====== SOURCE DATA ======
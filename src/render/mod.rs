//! HTML generation: card fragments and host-page assembly.

pub mod cards;
pub mod page;
//! Data models for scraped AI news articles.
//!
//! This module defines the two representations an article passes through:
//! - [`RawArticle`]: the loosely-structured wire record exactly as it
//!   appears in the fetched JSON, every field optional
//! - [`Article`]: the validated record the renderer works with
//!
//! Validation is a deliberate step (the upstream scraper is an external
//! process and its output is untrusted): records missing a required field
//! are skipped with a warning rather than rendered as broken cards or
//! allowed to abort the whole gallery.
//!
//! # Publish dates
//!
//! The scraper emits `publish_date` as an ISO-8601 timestamp when it could
//! extract one, or the literal string `"Unknown"` when it could not. Records
//! whose date fails to parse are kept: they sort as oldest and their meta
//! line shows the raw string verbatim.

use chrono::{DateTime, NaiveDate, NaiveDateTime, Utc};
use serde::Deserialize;
use tracing::warn;

/// An article record as it appears on the wire, before validation.
///
/// Every field is optional because the collection file is produced by an
/// external scraping process; unknown keys are ignored.
#[derive(Debug, Clone, Default, Deserialize)]
pub struct RawArticle {
    #[serde(default)]
    pub title: Option<String>,
    #[serde(default)]
    pub summary: Option<String>,
    #[serde(default)]
    pub source: Option<String>,
    #[serde(default)]
    pub publish_date: Option<String>,
    #[serde(default)]
    pub wayback_url: Option<String>,
    #[serde(default)]
    pub image_path: Option<String>,
}

/// A validated article ready for card construction.
///
/// # Fields
///
/// * `title` - Headline; also the image's accessible label and the link text
/// * `summary` - Plain-text summary (always rendered escaped)
/// * `source` - Attribution label for the meta line
/// * `publish_date` - The raw date string as scraped
/// * `published_at` - The parsed instant, when `publish_date` was parseable
/// * `wayback_url` - Wayback Machine snapshot the card links out to
/// * `image_path` - Optional image location; `None` suppresses the image
#[derive(Debug, Clone, PartialEq)]
pub struct Article {
    pub title: String,
    pub summary: String,
    pub source: String,
    pub publish_date: String,
    pub published_at: Option<DateTime<Utc>>,
    pub wayback_url: String,
    pub image_path: Option<String>,
}

impl Article {
    /// Validate a wire record into an [`Article`].
    ///
    /// Required fields are `title`, `summary`, `source`, `publish_date`, and
    /// `wayback_url`; missing or blank values reject the record and the
    /// error names the first offending field. `image_path` is optional, and
    /// blank values are treated as absent.
    pub fn from_raw(raw: RawArticle) -> Result<Self, &'static str> {
        let title = non_blank(raw.title).ok_or("title")?;
        let summary = non_blank(raw.summary).ok_or("summary")?;
        let source = non_blank(raw.source).ok_or("source")?;
        let publish_date = non_blank(raw.publish_date).ok_or("publish_date")?;
        let wayback_url = non_blank(raw.wayback_url).ok_or("wayback_url")?;
        let published_at = parse_publish_date(&publish_date);

        Ok(Article {
            title,
            summary,
            source,
            publish_date,
            published_at,
            wayback_url,
            image_path: non_blank(raw.image_path),
        })
    }

    /// The date as shown on the card's meta line.
    ///
    /// Parseable dates format as a short human date (`Jun 1, 1995`);
    /// unparseable ones fall back to the raw scraped string.
    pub fn display_date(&self) -> String {
        match self.published_at {
            Some(instant) => instant.format("%b %-d, %Y").to_string(),
            None => self.publish_date.clone(),
        }
    }
}

fn non_blank(value: Option<String>) -> Option<String> {
    value.and_then(|v| {
        let trimmed = v.trim();
        if trimmed.is_empty() {
            None
        } else {
            Some(trimmed.to_string())
        }
    })
}

/// Parse a scraped publish date into an instant, trying the formats the
/// upstream scraper actually emits: RFC 3339, naive ISO date-times with and
/// without fractional seconds (both `T` and space separators), and bare
/// dates. Anything else (for example `"Unknown"`) yields `None`.
pub fn parse_publish_date(value: &str) -> Option<DateTime<Utc>> {
    let value = value.trim();
    if let Ok(with_offset) = DateTime::parse_from_rfc3339(value) {
        return Some(with_offset.with_timezone(&Utc));
    }
    for format in ["%Y-%m-%dT%H:%M:%S%.f", "%Y-%m-%d %H:%M:%S%.f"] {
        if let Ok(naive) = NaiveDateTime::parse_from_str(value, format) {
            return Some(naive.and_utc());
        }
    }
    if let Ok(date) = NaiveDate::parse_from_str(value, "%Y-%m-%d") {
        return date.and_hms_opt(0, 0, 0).map(|naive| naive.and_utc());
    }
    None
}

/// Validate a fetched batch, skipping records that fail [`Article::from_raw`].
///
/// Skips are logged with the record's index and the offending field; they
/// never abort the run and never produce placeholder cards.
pub fn validate_articles(raw: Vec<RawArticle>) -> Vec<Article> {
    raw.into_iter()
        .enumerate()
        .filter_map(|(index, record)| match Article::from_raw(record) {
            Ok(article) => Some(article),
            Err(field) => {
                warn!(index, field, "Skipping article record missing a required field");
                None
            }
        })
        .collect()
}

/// Sort articles newest-first, comparing as date values.
///
/// The sort is stable: ties keep their input order, and articles with
/// unparseable dates sort after every dated article (treated as oldest).
pub fn sort_newest_first(articles: &mut [Article]) {
    articles.sort_by(|a, b| b.published_at.cmp(&a.published_at));
}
======
◆ EXERCISE PROMPT: Please give the number of lines in the data above that contain the word "abort", with nothing else.

◆ RESPONSE BOX: 2